__INSTRUCTIONS FOR THE TASK__:
Scanning the entries below, copy every line that contains the word "Deserialize".

Extracted data entries
----------
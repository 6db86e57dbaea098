//! The four bounded vital statistics.
//!
//! Every write path clamps to `[MIN, MAX]`; out-of-range input is never an
//! error, it is silently pulled back into range.
use serde::{Deserialize, Serialize};

pub const MIN: i32 = 0;
pub const MAX: i32 = 100;

#[derive(Clone, Copy, Debug, Serialize, Deserialize, PartialEq, Eq, Hash)]
#[serde(rename_all = "lowercase")]
pub enum Vital {
    Happiness,
    Health,
    Fullness,
    Sleep,
}

/// One delta per vital, applied together by [`Vitals::update_all`].
#[derive(Clone, Copy, Debug, Default, PartialEq, Eq)]
pub struct VitalDeltas {
    pub happiness: i32,
    pub health: i32,
    pub fullness: i32,
    pub sleep: i32,
}

#[derive(Clone, Copy, Debug, Serialize, Deserialize, PartialEq, Eq)]
#[serde(from = "RawVitals")]
pub struct Vitals {
    happiness: i32,
    health: i32,
    fullness: i32,
    sleep: i32,
}

#[derive(Deserialize)]
struct RawVitals {
    happiness: i32,
    health: i32,
    fullness: i32,
    sleep: i32,
}

impl From<RawVitals> for Vitals {
    fn from(raw: RawVitals) -> Self {
        Self::new(raw.happiness, raw.health, raw.fullness, raw.sleep)
    }
}

impl Default for Vitals {
    fn default() -> Self {
        Self {
            happiness: MAX,
            health: MAX,
            fullness: MAX,
            sleep: MAX,
        }
    }
}

fn clamp(v: i32) -> i32 {
    v.clamp(MIN, MAX)
}

impl Vitals {
    pub fn new(happiness: i32, health: i32, fullness: i32, sleep: i32) -> Self {
        let mut v = Self::default();
        v.set_all(happiness, health, fullness, sleep);
        v
    }

    pub fn happiness(&self) -> i32 {
        self.happiness
    }

    pub fn health(&self) -> i32 {
        self.health
    }

    pub fn fullness(&self) -> i32 {
        self.fullness
    }

    pub fn sleep(&self) -> i32 {
        self.sleep
    }

    pub fn get(&self, field: Vital) -> i32 {
        match field {
            Vital::Happiness => self.happiness,
            Vital::Health => self.health,
            Vital::Fullness => self.fullness,
            Vital::Sleep => self.sleep,
        }
    }

    fn slot(&mut self, field: Vital) -> &mut i32 {
        match field {
            Vital::Happiness => &mut self.happiness,
            Vital::Health => &mut self.health,
            Vital::Fullness => &mut self.fullness,
            Vital::Sleep => &mut self.sleep,
        }
    }

    pub fn adjust(&mut self, field: Vital, delta: i32) {
        let slot = self.slot(field);
        *slot = clamp(slot.saturating_add(delta));
    }

    pub fn set_all(&mut self, happiness: i32, health: i32, fullness: i32, sleep: i32) {
        self.happiness = clamp(happiness);
        self.health = clamp(health);
        self.fullness = clamp(fullness);
        self.sleep = clamp(sleep);
    }

    pub fn update_all(&mut self, d: VitalDeltas) {
        self.set_all(
            self.happiness.saturating_add(d.happiness),
            self.health.saturating_add(d.health),
            self.fullness.saturating_add(d.fullness),
            self.sleep.saturating_add(d.sleep),
        );
    }

    pub fn is_dead(&self) -> bool {
        self.health <= MIN
    }
}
----------
__TASK RESULT__:
use serde::{Deserialize, Serialize};
#[derive(Clone, Copy, Debug, Serialize, Deserialize, PartialEq, Eq, Hash)]
#[derive(Clone, Copy, Debug, Serialize, Deserialize, PartialEq, Eq)]
#[derive(Deserialize)]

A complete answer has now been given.